There is often talk about the growing interest in arbitration as an alternative to adjudication. There was plenty of arbitration news this month (although not related to construction disputes), with the courts considering service of the arbitration notice on a junior employee and on a fronting company, removal of the arbitrator for lack of qualification, a working group on cybersecurity and a survey on party-nominated arbitrators.
Elsewhere, the courts were tackling issues such as an employer being required to give the contractor an opportunity to remedy a breach before terminating, damages for fraudulent misrepresention, the extent of privilege where documents “evidenced” the substance of the advice given, an application for early specific disclosure, and costs when a Part 36 offer was accepted late. We also saw proposals for a disclosure pilot scheme in the B&PCs and the CPR’s 92nd and 93rd Practice Direction (PD) making documents (including the B&PCs PD) were published. Better late than never, as the saying goes.
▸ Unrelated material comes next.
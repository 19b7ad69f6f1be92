mod support;

mod diff_tests;
mod hooks_tests;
On the comment front, Fraser J’s judgment in Riva Properties v Foster + Partners came under scrutiny from Mark Briggs, Catherine Piercy and Matt Molloy, James Frampton discussed the judgment in Interserve v Hitachi and Philip Hancock considered causation in fire cases following Stoke-on-Trent College v Pelican Rouge Coffee.
It wouldn’t be right to talk about November without mentioning the budget. As ever, there was little direct news for the construction industry, although someone has to build all the houses and infrastructure that was referred to. Other infrastructure news included the government’s new industrial strategy and a report on the Cambridge/Milton Keynes/Oxford corridor. There was also a report on the future of the CITB and ECITB and a Construction Industry Brexit Manifesto and (unrelated to infrastructure), we found out that the draft Business Contract Terms (Assignment of Receivables) Regulations have been withdrawn. We also published the second post in our procurement series, by James Marshall, Nicholas Myall and Ben Davies.
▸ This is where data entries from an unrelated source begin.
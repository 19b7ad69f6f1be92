//! End-to-end scenarios driven through the installable harness.

use std::cell::RefCell;

use reflow_core::{
    state_map, use_state, Component, ComponentCtx, Props, PropValue, RenderError, StateMap,
    StateSetter, VNode,
};
use reflow_testing::prelude::*;

thread_local! {
    static SETTER: RefCell<Option<StateSetter<i64>>> = RefCell::new(None);
}

fn counter(props: &Props) -> Result<VNode, RenderError> {
    let start = props.get("start").and_then(PropValue::as_int).unwrap_or(0);
    let (count, set) = use_state(|| start);
    SETTER.with(|slot| *slot.borrow_mut() = Some(set.clone()));
    Ok(VNode::element("div")
        .child(count.to_string())
        .child(VNode::element("button").on("click", move |_| set.update(|n| n + 1)))
        .build())
}

#[test]
fn counter_round_trip() {
    let mut harness = Harness::new();
    harness
        .show(VNode::function(counter, Props::new().attr("start", 5)))
        .unwrap();
    assert_eq!(harness.text(), "5");
    let button = harness.find("button").unwrap();
    harness.take_ops();

    harness.click(button);
    harness.settle().unwrap();

    assert_eq!(harness.text(), "6");
    assert_eq!(harness.find("button"), Some(button));
    let ops = harness.take_ops();
    assert_eq!(count_removes(&ops), 0);
    assert_eq!(count_creates(&ops), 0);
}

#[derive(Default)]
struct Guard;

impl Component for Guard {
    fn render(&self, ctx: &ComponentCtx) -> Result<VNode, RenderError> {
        if ctx
            .state_value("failed")
            .and_then(|v| v.as_bool())
            .unwrap_or(false)
        {
            return Ok(VNode::text("fallback"));
        }
        let props = ctx.props();
        Ok(VNode::fragment_slots(props.child_slots().to_vec()))
    }

    fn derive_state_from_error(&self, _error: &RenderError) -> Option<StateMap> {
        Some(state_map([("failed", true)]))
    }
}

fn faulty(_props: &Props) -> Result<VNode, RenderError> {
    Err(RenderError::msg("boom"))
}

#[test]
fn a_guarded_failure_stays_internal() {
    let mut harness = Harness::new();
    harness
        .show(VNode::stateful::<Guard>(
            Props::new().child(VNode::function(faulty, Props::new())),
        ))
        .unwrap();
    assert_eq!(harness.text(), "fallback");
}

fn keyed_list(keys: &[&str]) -> VNode {
    VNode::element("ul")
        .children(
            keys.iter()
                .map(|k| VNode::element("li").key(k).child(*k).build()),
        )
        .build()
}

#[test]
fn reordering_a_keyed_list_only_moves() {
    let mut harness = Harness::new();
    harness.show(keyed_list(&["a", "b", "c"])).unwrap();
    harness.take_ops();

    harness.show(keyed_list(&["c", "a", "b"])).unwrap();

    let ops = harness.take_ops();
    assert_eq!(count_moves(&ops), 2, "ops: {ops:?}");
    assert_eq!(count_creates(&ops), 0);
    assert_eq!(count_removes(&ops), 0);
    assert_eq!(harness.text(), "cab");
}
And finally, we completed our suite of NEC4 materials this month, with notes on the Professional Service Contract and the Professional Service Short Contract, both by Iain Suttie.
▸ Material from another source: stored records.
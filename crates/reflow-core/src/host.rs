//! Host-tree adapter: the contract the reconciler mutates a live tree
//! through, plus an in-memory reference implementation used by tests
//! and embedders without a real host.

use std::fmt;
use std::rc::Rc;

use indexmap::IndexMap;
use thiserror::Error;

use crate::{AttrMap, PropValue, StyleMap};

pub type HostId = usize;

#[derive(Debug, Clone, Copy, PartialEq, Eq, Error)]
pub enum HostError {
    #[error("host node {id} missing")]
    Missing { id: HostId },
    #[error("host node {id} is not an element")]
    NotAnElement { id: HostId },
}

/// An event synthesized by the host and delivered to installed
/// listeners.
#[derive(Debug, Clone)]
pub struct Event {
    pub name: Rc<str>,
    pub target: HostId,
}

/// A listener bound into the host tree. Equality is pointer identity
/// of the callback plus the capture flag; the attribute differ relies
/// on this to leave an unchanged listener untouched.
#[derive(Clone)]
pub struct EventHandler {
    capture: bool,
    callback: Rc<dyn Fn(&Event)>,
}

impl EventHandler {
    pub fn new(callback: impl Fn(&Event) + 'static) -> Self {
        Self {
            capture: false,
            callback: Rc::new(callback),
        }
    }

    pub fn capture(callback: impl Fn(&Event) + 'static) -> Self {
        Self {
            capture: true,
            callback: Rc::new(callback),
        }
    }

    pub fn is_capture(&self) -> bool {
        self.capture
    }

    pub fn invoke(&self, event: &Event) {
        (self.callback)(event);
    }
}

impl PartialEq for EventHandler {
    fn eq(&self, other: &Self) -> bool {
        self.capture == other.capture && Rc::ptr_eq(&self.callback, &other.callback)
    }
}

impl fmt::Debug for EventHandler {
    fn fmt(&self, f: &mut fmt::Formatter<'_>) -> fmt::Result {
        f.debug_struct("EventHandler")
            .field("capture", &self.capture)
            .finish_non_exhaustive()
    }
}

/// Shape of an existing host node, as reported for adoption of
/// pre-existing markup.
#[derive(Debug, Clone, PartialEq, Eq)]
pub enum HostDesc {
    Element { tag: Rc<str> },
    Text { content: Rc<str> },
}

/// The primitive operations the reconciler issues against a host tree.
///
/// The engine only ever calls these; it never owns or implements the
/// real tree. Inserting a node that already has a parent is a move.
/// `add_listener` replaces any listener previously installed for the
/// same `(event, capture)` pair.
pub trait HostAdapter {
    fn create_element(&mut self, tag: &str, namespace: Option<&str>) -> Result<HostId, HostError>;
    fn create_text(&mut self, text: &str) -> Result<HostId, HostError>;
    fn set_text(&mut self, node: HostId, text: &str) -> Result<(), HostError>;
    fn set_attribute(
        &mut self,
        node: HostId,
        name: &str,
        value: &PropValue,
    ) -> Result<(), HostError>;
    fn remove_attribute(&mut self, node: HostId, name: &str) -> Result<(), HostError>;
    fn set_style(
        &mut self,
        node: HostId,
        property: &str,
        value: Option<&str>,
    ) -> Result<(), HostError>;
    fn add_listener(
        &mut self,
        node: HostId,
        event: &str,
        handler: EventHandler,
    ) -> Result<(), HostError>;
    fn remove_listener(
        &mut self,
        node: HostId,
        event: &str,
        capture: bool,
    ) -> Result<(), HostError>;
    fn insert_before(
        &mut self,
        parent: HostId,
        node: HostId,
        before: Option<HostId>,
    ) -> Result<(), HostError>;
    fn append(&mut self, parent: HostId, node: HostId) -> Result<(), HostError>;
    fn remove(&mut self, node: HostId) -> Result<(), HostError>;
    fn children(&self, parent: HostId) -> Result<Vec<HostId>, HostError>;
    fn describe(&self, node: HostId) -> Result<HostDesc, HostError>;
}

/// One recorded host mutation. The op log is the observable side of
/// the reconciler: a skipped subtree is a subtree with no ops.
#[derive(Debug, Clone, PartialEq, Eq)]
pub enum HostOp {
    CreateElement { node: HostId, tag: Rc<str> },
    CreateText { node: HostId },
    SetText { node: HostId },
    SetAttribute { node: HostId, name: Rc<str> },
    RemoveAttribute { node: HostId, name: Rc<str> },
    SetStyle { node: HostId, property: Rc<str> },
    AddListener { node: HostId, event: Rc<str> },
    RemoveListener { node: HostId, event: Rc<str> },
    Append { node: HostId },
    Insert { node: HostId },
    Move { node: HostId },
    Remove { node: HostId },
}

enum HostBody {
    Element {
        tag: Rc<str>,
        namespace: Option<Rc<str>>,
    },
    Text(Rc<str>),
}

struct HostNode {
    body: HostBody,
    attrs: AttrMap,
    styles: StyleMap,
    listeners: Vec<(Rc<str>, EventHandler)>,
    children: Vec<HostId>,
    parent: Option<HostId>,
}

impl HostNode {
    fn element(tag: &str, namespace: Option<&str>) -> Self {
        Self {
            body: HostBody::Element {
                tag: Rc::from(tag),
                namespace: namespace.map(Rc::from),
            },
            attrs: AttrMap::default(),
            styles: StyleMap::default(),
            listeners: Vec::new(),
            children: Vec::new(),
            parent: None,
        }
    }

    fn text(content: &str) -> Self {
        Self {
            body: HostBody::Text(Rc::from(content)),
            attrs: AttrMap::default(),
            styles: StyleMap::default(),
            listeners: Vec::new(),
            children: Vec::new(),
            parent: None,
        }
    }
}

/// Arena-backed reference host. Nodes are addressed by index; removed
/// slots stay vacant. Every mutation is appended to the op log.
#[derive(Default)]
pub struct MemoryHost {
    nodes: Vec<Option<HostNode>>,
    ops: Vec<HostOp>,
}

impl MemoryHost {
    pub fn new() -> Self {
        Self::default()
    }

    fn node(&self, id: HostId) -> Result<&HostNode, HostError> {
        self.nodes
            .get(id)
            .and_then(|n| n.as_ref())
            .ok_or(HostError::Missing { id })
    }

    fn node_mut(&mut self, id: HostId) -> Result<&mut HostNode, HostError> {
        self.nodes
            .get_mut(id)
            .and_then(|n| n.as_mut())
            .ok_or(HostError::Missing { id })
    }

    fn alloc(&mut self, node: HostNode) -> HostId {
        let id = self.nodes.len();
        self.nodes.push(Some(node));
        id
    }

    fn detach(&mut self, id: HostId) -> Result<(), HostError> {
        if let Some(parent) = self.node(id)?.parent {
            let siblings = &mut self.node_mut(parent)?.children;
            siblings.retain(|&c| c != id);
        }
        self.node_mut(id)?.parent = None;
        Ok(())
    }

    pub fn take_ops(&mut self) -> Vec<HostOp> {
        std::mem::take(&mut self.ops)
    }

    pub fn ops(&self) -> &[HostOp] {
        &self.ops
    }

    pub fn tag_of(&self, id: HostId) -> Option<Rc<str>> {
        match &self.node(id).ok()?.body {
            HostBody::Element { tag, .. } => Some(tag.clone()),
            HostBody::Text(_) => None,
        }
    }

    pub fn attr(&self, id: HostId, name: &str) -> Option<PropValue> {
        self.node(id).ok()?.attrs.get(name).cloned()
    }

    pub fn style(&self, id: HostId, property: &str) -> Option<Rc<str>> {
        self.node(id).ok()?.styles.get(property).cloned()
    }

    pub fn has_listener(&self, id: HostId, event: &str) -> bool {
        self.node(id)
            .map(|n| n.listeners.iter().any(|(e, _)| &**e == event))
            .unwrap_or(false)
    }

    /// Concatenated text content of the subtree, depth first.
    pub fn text_content(&self, id: HostId) -> String {
        let mut out = String::new();
        self.collect_text(id, &mut out);
        out
    }

    fn collect_text(&self, id: HostId, out: &mut String) {
        let Ok(node) = self.node(id) else { return };
        match &node.body {
            HostBody::Text(content) => out.push_str(content),
            HostBody::Element { .. } => {
                for &child in &node.children {
                    self.collect_text(child, out);
                }
            }
        }
    }

    /// First element with the given tag, depth first from `root`.
    pub fn find_by_tag(&self, root: HostId, tag: &str) -> Option<HostId> {
        let node = self.node(root).ok()?;
        if let HostBody::Element { tag: t, .. } = &node.body {
            if &**t == tag {
                return Some(root);
            }
        }
        for &child in &node.children {
            if let Some(found) = self.find_by_tag(child, tag) {
                return Some(found);
            }
        }
        None
    }

    /// Deliver an event to the listeners installed on `target`,
    /// capture listeners first.
    pub fn emit(&self, target: HostId, name: &str) {
        let Ok(node) = self.node(target) else { return };
        let mut handlers: Vec<EventHandler> = Vec::new();
        for (event, handler) in &node.listeners {
            if &**event == name && handler.is_capture() {
                handlers.push(handler.clone());
            }
        }
        for (event, handler) in &node.listeners {
            if &**event == name && !handler.is_capture() {
                handlers.push(handler.clone());
            }
        }
        let event = Event {
            name: Rc::from(name),
            target,
        };
        for handler in handlers {
            handler.invoke(&event);
        }
    }

    pub fn dump_tree(&self, root: Option<HostId>) -> String {
        let mut output = String::new();
        if let Some(root_id) = root {
            self.dump_node(&mut output, root_id, 0);
        } else {
            output.push_str("(no root)\n");
        }
        output
    }

    fn dump_node(&self, output: &mut String, id: HostId, depth: usize) {
        let indent = "  ".repeat(depth);
        let Ok(node) = self.node(id) else {
            output.push_str(&format!("{indent}[{id}] (missing)\n"));
            return;
        };
        match &node.body {
            HostBody::Element { tag, .. } => {
                output.push_str(&format!("{indent}[{id}] <{tag}>\n"));
                for &child in &node.children {
                    self.dump_node(output, child, depth + 1);
                }
            }
            HostBody::Text(content) => {
                output.push_str(&format!("{indent}[{id}] {content:?}\n"));
            }
        }
    }
}

impl HostAdapter for MemoryHost {
    fn create_element(&mut self, tag: &str, namespace: Option<&str>) -> Result<HostId, HostError> {
        let id = self.alloc(HostNode::element(tag, namespace));
        self.ops.push(HostOp::CreateElement {
            node: id,
            tag: Rc::from(tag),
        });
        Ok(id)
    }

    fn create_text(&mut self, text: &str) -> Result<HostId, HostError> {
        let id = self.alloc(HostNode::text(text));
        self.ops.push(HostOp::CreateText { node: id });
        Ok(id)
    }

    fn set_text(&mut self, node: HostId, text: &str) -> Result<(), HostError> {
        match &mut self.node_mut(node)?.body {
            HostBody::Text(content) => *content = Rc::from(text),
            HostBody::Element { .. } => return Err(HostError::NotAnElement { id: node }),
        }
        self.ops.push(HostOp::SetText { node });
        Ok(())
    }

    fn set_attribute(
        &mut self,
        node: HostId,
        name: &str,
        value: &PropValue,
    ) -> Result<(), HostError> {
        self.node_mut(node)?
            .attrs
            .insert(Rc::from(name), value.clone());
        self.ops.push(HostOp::SetAttribute {
            node,
            name: Rc::from(name),
        });
        Ok(())
    }

    fn remove_attribute(&mut self, node: HostId, name: &str) -> Result<(), HostError> {
        let entry = self.node_mut(node)?;
        if name == "style" {
            entry.styles = IndexMap::default();
        }
        entry.attrs.shift_remove(name);
        self.ops.push(HostOp::RemoveAttribute {
            node,
            name: Rc::from(name),
        });
        Ok(())
    }

    fn set_style(
        &mut self,
        node: HostId,
        property: &str,
        value: Option<&str>,
    ) -> Result<(), HostError> {
        let styles = &mut self.node_mut(node)?.styles;
        match value {
            Some(v) => {
                styles.insert(Rc::from(property), Rc::from(v));
            }
            None => {
                styles.shift_remove(property);
            }
        }
        self.ops.push(HostOp::SetStyle {
            node,
            property: Rc::from(property),
        });
        Ok(())
    }

    fn add_listener(
        &mut self,
        node: HostId,
        event: &str,
        handler: EventHandler,
    ) -> Result<(), HostError> {
        let capture = handler.is_capture();
        let listeners = &mut self.node_mut(node)?.listeners;
        listeners.retain(|(e, h)| !(&**e == event && h.is_capture() == capture));
        listeners.push((Rc::from(event), handler));
        self.ops.push(HostOp::AddListener {
            node,
            event: Rc::from(event),
        });
        Ok(())
    }

    fn remove_listener(
        &mut self,
        node: HostId,
        event: &str,
        capture: bool,
    ) -> Result<(), HostError> {
        self.node_mut(node)?
            .listeners
            .retain(|(e, h)| !(&**e == event && h.is_capture() == capture));
        self.ops.push(HostOp::RemoveListener {
            node,
            event: Rc::from(event),
        });
        Ok(())
    }

    fn insert_before(
        &mut self,
        parent: HostId,
        node: HostId,
        before: Option<HostId>,
    ) -> Result<(), HostError> {
        let moved = self.node(node)?.parent == Some(parent);
        self.detach(node)?;
        let children = &mut self.node_mut(parent)?.children;
        let index = match before {
            Some(anchor) => children.iter().position(|&c| c == anchor).unwrap_or(children.len()),
            None => children.len(),
        };
        children.insert(index, node);
        self.node_mut(node)?.parent = Some(parent);
        if moved {
            self.ops.push(HostOp::Move { node });
        } else {
            self.ops.push(HostOp::Insert { node });
        }
        Ok(())
    }

    fn append(&mut self, parent: HostId, node: HostId) -> Result<(), HostError> {
        if self.node(node)?.parent == Some(parent)
            && self.node(parent)?.children.last() == Some(&node)
        {
            return Ok(());
        }
        let moved = self.node(node)?.parent == Some(parent);
        self.detach(node)?;
        self.node_mut(parent)?.children.push(node);
        self.node_mut(node)?.parent = Some(parent);
        if moved {
            self.ops.push(HostOp::Move { node });
        } else {
            self.ops.push(HostOp::Append { node });
        }
        Ok(())
    }

    fn remove(&mut self, node: HostId) -> Result<(), HostError> {
        self.detach(node)?;
        self.release(node);
        self.ops.push(HostOp::Remove { node });
        Ok(())
    }

    fn children(&self, parent: HostId) -> Result<Vec<HostId>, HostError> {
        Ok(self.node(parent)?.children.clone())
    }

    fn describe(&self, node: HostId) -> Result<HostDesc, HostError> {
        match &self.node(node)?.body {
            HostBody::Element { tag, .. } => Ok(HostDesc::Element { tag: tag.clone() }),
            HostBody::Text(content) => Ok(HostDesc::Text {
                content: content.clone(),
            }),
        }
    }
}

impl MemoryHost {
    fn release(&mut self, id: HostId) {
        let children = match self.nodes.get_mut(id).and_then(|n| n.take()) {
            Some(node) => node.children,
            None => return,
        };
        for child in children {
            self.release(child);
        }
    }
}
//! Vector search and result decoding for LanceDB

use arrow::array::{Array, Float32Array, StringArray};
use arrow::record_batch::RecordBatch;
use futures::stream::TryStreamExt;
use lancedb::query::{ExecutableQuery, QueryBase};
use lancedb::{DistanceType, Table};

use super::records::{record_at, RECORD_COLUMN, VECTOR_COLUMN};
use crate::error::{Result, ServiceError};
use crate::model::RetrievedRecord;

const DISTANCE_COLUMN: &str = "_distance";

/// Nearest `limit` records to `vector` by cosine distance.
pub async fn search_similar(
  table: &Table,
  vector: &[f32],
  limit: usize,
) -> Result<Vec<RetrievedRecord>> {
  let batches: Vec<RecordBatch> = table
    .vector_search(vector)
    .map_err(|e| ServiceError::store(format!("invalid vector query: {e}")))?
    .column(VECTOR_COLUMN)
    .distance_type(DistanceType::Cosine)
    .limit(limit)
    .execute()
    .await
    .map_err(|e| ServiceError::store(format!("vector search failed: {e}")))?
    .try_collect()
    .await
    .map_err(|e| ServiceError::store(format!("error reading search results: {e}")))?;

  let mut results = Vec::new();
  for batch in &batches {
    results.extend(decode_batch(batch)?);
  }

  if results.is_empty() {
    bentley::verbose!("no similar records found");
  }
  Ok(results)
}

fn decode_batch(batch: &RecordBatch) -> Result<Vec<RetrievedRecord>> {
  let records = string_column(batch, RECORD_COLUMN)?;
  let distances = batch
    .column_by_name(DISTANCE_COLUMN)
    .and_then(|column| column.as_any().downcast_ref::<Float32Array>())
    .ok_or_else(|| ServiceError::store("search results have no distance column"))?;

  (0..batch.num_rows())
    .map(|row| {
      let record = record_at(records, row)?;
      let distance = if distances.is_null(row) { 1.0 } else { distances.value(row) };
      Ok(RetrievedRecord { record, score: distance_to_similarity(distance) })
    })
    .collect()
}

fn string_column<'a>(batch: &'a RecordBatch, name: &str) -> Result<&'a StringArray> {
  batch
    .column_by_name(name)
    .ok_or_else(|| ServiceError::store(format!("missing '{name}' column")))?
    .as_any()
    .downcast_ref::<StringArray>()
    .ok_or_else(|| ServiceError::store(format!("'{name}' column is not a string column")))
}

/// Cosine distance lies in [0, 2]; similarity is its complement.
pub fn distance_to_similarity(distance: f32) -> f32 {
  1.0 - distance
}

#[cfg(test)]
mod tests {
  use super::*;

  #[test]
  fn test_distance_to_similarity() {
    assert_eq!(distance_to_similarity(0.0), 1.0);
    assert_eq!(distance_to_similarity(1.0), 0.0);
    assert_eq!(distance_to_similarity(2.0), -1.0);
  }
}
And as we published this digest a day early to coincide with our weekly subscriber email, we missed a couple of cases:
Tiuta International Ltd v De Villiers Surveyors, where the Supreme Court adopted a back to basics approach to the assessment of damages.
Freeborn v Marcal (t/a Dan Marcal Architects), where Coulson J dealt with a costs budget, allegedly served late, and issued a strongly worded warning to parties not to abuse the court’s tougher approach to non-compliance.
Jackson LJ also gave a speech in Hong Kong on good faith in construction contracts.